__Task instructions__.
Set down, exactly, every line from the top of the listing through the one holding "ram_required: if rng.random::<f64>()".

__Data to use__.
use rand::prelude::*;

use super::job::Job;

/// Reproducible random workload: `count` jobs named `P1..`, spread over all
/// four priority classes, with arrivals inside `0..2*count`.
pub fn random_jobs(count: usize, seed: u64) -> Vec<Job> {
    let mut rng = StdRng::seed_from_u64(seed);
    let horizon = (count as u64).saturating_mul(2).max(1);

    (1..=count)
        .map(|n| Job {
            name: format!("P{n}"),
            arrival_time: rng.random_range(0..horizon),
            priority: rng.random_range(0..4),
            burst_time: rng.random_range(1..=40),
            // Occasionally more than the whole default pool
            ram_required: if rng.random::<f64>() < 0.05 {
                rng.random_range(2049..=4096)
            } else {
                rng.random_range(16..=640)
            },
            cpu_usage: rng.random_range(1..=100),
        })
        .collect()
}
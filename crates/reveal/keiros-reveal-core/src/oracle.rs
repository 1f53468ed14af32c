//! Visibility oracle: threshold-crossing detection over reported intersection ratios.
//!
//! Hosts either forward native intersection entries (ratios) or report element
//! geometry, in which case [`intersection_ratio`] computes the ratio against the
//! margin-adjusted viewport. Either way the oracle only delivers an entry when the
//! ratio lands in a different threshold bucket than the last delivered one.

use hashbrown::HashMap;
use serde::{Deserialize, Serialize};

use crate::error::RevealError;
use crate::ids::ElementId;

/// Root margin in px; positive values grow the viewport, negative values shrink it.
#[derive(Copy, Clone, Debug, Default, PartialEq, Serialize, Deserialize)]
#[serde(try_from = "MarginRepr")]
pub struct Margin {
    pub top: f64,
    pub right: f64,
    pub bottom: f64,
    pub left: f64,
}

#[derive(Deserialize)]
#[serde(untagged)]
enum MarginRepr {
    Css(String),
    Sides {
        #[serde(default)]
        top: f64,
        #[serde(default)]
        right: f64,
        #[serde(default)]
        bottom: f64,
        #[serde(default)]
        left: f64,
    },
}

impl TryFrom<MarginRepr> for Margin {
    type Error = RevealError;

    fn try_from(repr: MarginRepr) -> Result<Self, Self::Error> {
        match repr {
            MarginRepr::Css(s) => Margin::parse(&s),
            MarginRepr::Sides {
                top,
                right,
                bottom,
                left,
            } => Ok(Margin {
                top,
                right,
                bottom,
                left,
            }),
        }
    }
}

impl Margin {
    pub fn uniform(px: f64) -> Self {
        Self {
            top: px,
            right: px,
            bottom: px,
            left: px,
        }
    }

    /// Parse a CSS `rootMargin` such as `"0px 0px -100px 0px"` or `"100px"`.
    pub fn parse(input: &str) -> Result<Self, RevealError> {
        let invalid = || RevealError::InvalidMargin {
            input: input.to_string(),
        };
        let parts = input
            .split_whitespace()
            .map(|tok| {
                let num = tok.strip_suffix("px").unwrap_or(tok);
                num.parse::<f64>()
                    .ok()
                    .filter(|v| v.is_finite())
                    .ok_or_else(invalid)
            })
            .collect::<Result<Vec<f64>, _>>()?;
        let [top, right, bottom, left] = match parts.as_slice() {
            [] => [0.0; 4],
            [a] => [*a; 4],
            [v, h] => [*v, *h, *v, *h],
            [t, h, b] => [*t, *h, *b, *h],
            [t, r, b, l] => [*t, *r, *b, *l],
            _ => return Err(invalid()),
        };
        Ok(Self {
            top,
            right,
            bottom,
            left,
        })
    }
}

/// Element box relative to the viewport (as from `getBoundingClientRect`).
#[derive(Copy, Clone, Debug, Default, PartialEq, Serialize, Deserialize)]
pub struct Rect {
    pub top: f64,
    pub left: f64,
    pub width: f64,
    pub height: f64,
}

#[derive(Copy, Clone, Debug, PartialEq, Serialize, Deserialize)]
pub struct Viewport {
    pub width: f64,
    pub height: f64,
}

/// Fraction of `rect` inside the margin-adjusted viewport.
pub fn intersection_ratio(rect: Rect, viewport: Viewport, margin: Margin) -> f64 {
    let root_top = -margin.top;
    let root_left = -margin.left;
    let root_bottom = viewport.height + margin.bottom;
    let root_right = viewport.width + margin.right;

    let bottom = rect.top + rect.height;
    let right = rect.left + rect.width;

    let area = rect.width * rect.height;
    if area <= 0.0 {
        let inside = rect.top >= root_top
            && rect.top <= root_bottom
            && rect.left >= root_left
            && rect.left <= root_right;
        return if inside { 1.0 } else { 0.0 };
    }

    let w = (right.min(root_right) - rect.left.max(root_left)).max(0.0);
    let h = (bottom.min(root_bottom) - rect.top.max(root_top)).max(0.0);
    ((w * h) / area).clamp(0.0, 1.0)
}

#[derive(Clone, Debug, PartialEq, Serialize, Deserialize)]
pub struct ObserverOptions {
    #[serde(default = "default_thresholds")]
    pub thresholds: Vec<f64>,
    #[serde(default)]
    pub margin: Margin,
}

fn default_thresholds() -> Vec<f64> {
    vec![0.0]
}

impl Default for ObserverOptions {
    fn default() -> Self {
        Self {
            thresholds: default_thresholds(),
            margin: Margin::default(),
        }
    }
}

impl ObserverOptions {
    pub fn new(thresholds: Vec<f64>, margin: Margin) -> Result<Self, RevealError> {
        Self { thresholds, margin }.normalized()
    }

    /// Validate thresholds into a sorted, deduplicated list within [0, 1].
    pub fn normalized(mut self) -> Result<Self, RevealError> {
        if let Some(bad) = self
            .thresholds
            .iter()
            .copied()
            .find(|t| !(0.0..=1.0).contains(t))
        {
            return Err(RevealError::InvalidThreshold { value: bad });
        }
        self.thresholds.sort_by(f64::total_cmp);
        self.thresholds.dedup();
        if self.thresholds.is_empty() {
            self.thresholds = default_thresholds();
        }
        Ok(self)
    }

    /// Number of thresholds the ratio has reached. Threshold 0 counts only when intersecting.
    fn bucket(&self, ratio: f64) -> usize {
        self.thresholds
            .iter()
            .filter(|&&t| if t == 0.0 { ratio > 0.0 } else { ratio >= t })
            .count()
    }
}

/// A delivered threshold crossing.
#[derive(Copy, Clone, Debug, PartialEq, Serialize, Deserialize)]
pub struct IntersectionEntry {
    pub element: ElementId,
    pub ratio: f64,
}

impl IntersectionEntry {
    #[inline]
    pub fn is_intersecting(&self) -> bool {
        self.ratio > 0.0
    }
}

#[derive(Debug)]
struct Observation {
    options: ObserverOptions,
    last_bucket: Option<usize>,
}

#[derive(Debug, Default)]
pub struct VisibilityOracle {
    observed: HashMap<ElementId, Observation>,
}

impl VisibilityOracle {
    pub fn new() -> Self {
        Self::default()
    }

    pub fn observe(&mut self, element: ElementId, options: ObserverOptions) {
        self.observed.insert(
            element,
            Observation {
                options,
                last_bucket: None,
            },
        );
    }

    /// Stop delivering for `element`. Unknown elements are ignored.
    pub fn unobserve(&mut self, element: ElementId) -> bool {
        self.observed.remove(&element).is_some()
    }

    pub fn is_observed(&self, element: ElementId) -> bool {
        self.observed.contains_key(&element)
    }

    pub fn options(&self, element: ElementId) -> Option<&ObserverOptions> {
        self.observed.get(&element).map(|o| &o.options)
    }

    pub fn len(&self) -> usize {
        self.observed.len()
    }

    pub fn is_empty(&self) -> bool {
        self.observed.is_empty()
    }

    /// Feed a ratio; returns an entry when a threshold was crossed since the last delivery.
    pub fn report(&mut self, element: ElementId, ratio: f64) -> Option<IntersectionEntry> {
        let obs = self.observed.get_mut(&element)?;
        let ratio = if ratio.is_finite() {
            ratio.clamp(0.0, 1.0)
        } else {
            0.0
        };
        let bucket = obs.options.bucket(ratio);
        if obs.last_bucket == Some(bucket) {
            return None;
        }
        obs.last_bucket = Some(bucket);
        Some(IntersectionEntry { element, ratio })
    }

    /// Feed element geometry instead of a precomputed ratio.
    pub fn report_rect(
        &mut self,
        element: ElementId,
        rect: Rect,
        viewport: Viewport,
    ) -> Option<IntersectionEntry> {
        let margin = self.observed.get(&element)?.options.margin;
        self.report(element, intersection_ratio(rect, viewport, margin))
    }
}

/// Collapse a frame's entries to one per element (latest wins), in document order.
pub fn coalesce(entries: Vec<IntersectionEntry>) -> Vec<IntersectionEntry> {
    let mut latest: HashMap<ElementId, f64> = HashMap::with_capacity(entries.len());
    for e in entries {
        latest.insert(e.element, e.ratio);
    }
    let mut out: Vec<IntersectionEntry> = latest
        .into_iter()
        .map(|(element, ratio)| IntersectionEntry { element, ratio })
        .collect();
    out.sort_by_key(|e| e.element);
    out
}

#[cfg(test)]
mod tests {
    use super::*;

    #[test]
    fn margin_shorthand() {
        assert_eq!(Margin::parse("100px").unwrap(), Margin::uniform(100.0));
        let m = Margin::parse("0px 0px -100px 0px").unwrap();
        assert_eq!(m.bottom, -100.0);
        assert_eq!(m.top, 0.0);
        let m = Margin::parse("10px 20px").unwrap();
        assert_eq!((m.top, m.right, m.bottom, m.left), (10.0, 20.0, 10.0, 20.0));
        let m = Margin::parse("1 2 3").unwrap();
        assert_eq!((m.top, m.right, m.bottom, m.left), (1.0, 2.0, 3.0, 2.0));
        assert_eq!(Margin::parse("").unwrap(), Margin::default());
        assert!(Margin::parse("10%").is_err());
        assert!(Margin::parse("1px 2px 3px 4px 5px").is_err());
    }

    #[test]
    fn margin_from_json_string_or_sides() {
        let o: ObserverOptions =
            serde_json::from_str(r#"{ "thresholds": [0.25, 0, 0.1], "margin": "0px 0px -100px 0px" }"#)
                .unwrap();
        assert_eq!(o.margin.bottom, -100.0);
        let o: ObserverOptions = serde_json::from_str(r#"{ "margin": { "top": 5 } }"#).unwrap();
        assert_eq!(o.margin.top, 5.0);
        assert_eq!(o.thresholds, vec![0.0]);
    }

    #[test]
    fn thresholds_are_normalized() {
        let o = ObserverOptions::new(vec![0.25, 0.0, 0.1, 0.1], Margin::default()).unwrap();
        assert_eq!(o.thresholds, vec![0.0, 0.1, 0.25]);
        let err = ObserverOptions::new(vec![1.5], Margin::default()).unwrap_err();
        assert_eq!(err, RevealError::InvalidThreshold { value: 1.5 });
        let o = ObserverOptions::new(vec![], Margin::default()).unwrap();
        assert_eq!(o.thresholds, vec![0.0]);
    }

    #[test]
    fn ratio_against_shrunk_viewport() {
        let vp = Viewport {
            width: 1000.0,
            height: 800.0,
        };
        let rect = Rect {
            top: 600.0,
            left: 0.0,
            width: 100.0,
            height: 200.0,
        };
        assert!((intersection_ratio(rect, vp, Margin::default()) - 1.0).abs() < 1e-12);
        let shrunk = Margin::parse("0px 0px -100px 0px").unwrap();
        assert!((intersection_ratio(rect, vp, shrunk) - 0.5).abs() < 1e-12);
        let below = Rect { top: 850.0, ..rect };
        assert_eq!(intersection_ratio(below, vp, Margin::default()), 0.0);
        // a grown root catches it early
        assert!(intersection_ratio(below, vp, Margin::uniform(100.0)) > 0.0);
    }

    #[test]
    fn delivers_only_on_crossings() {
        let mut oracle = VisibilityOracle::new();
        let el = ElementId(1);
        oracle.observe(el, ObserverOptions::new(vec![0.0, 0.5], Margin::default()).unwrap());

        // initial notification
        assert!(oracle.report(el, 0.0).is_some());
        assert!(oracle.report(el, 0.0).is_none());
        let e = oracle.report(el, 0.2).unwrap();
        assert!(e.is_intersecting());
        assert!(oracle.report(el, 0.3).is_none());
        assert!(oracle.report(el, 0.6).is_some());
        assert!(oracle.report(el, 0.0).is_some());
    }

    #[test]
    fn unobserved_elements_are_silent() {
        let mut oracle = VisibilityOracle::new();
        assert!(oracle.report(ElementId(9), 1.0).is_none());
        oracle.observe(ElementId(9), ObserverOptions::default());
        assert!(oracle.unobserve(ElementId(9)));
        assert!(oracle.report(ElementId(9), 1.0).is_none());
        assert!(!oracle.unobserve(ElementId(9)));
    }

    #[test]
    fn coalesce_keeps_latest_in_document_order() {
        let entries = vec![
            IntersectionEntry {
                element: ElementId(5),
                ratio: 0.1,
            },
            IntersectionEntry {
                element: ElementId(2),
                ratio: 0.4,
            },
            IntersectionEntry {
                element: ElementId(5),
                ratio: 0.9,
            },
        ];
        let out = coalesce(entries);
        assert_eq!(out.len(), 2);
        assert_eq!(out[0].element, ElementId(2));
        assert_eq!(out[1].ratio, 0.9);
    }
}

__Answer to the problem__.
use rand::prelude::*;

use super::job::Job;

/// Reproducible random workload: `count` jobs named `P1..`, spread over all
/// four priority classes, with arrivals inside `0..2*count`.
pub fn random_jobs(count: usize, seed: u64) -> Vec<Job> {
    let mut rng = StdRng::seed_from_u64(seed);
    let horizon = (count as u64).saturating_mul(2).max(1);

    (1..=count)
        .map(|n| Job {
            name: format!("P{n}"),
            arrival_time: rng.random_range(0..horizon),
            priority: rng.random_range(0..4),
            burst_time: rng.random_range(1..=40),
            // Occasionally more than the whole default pool
            ram_required: if rng.random::<f64>() < 0.05 {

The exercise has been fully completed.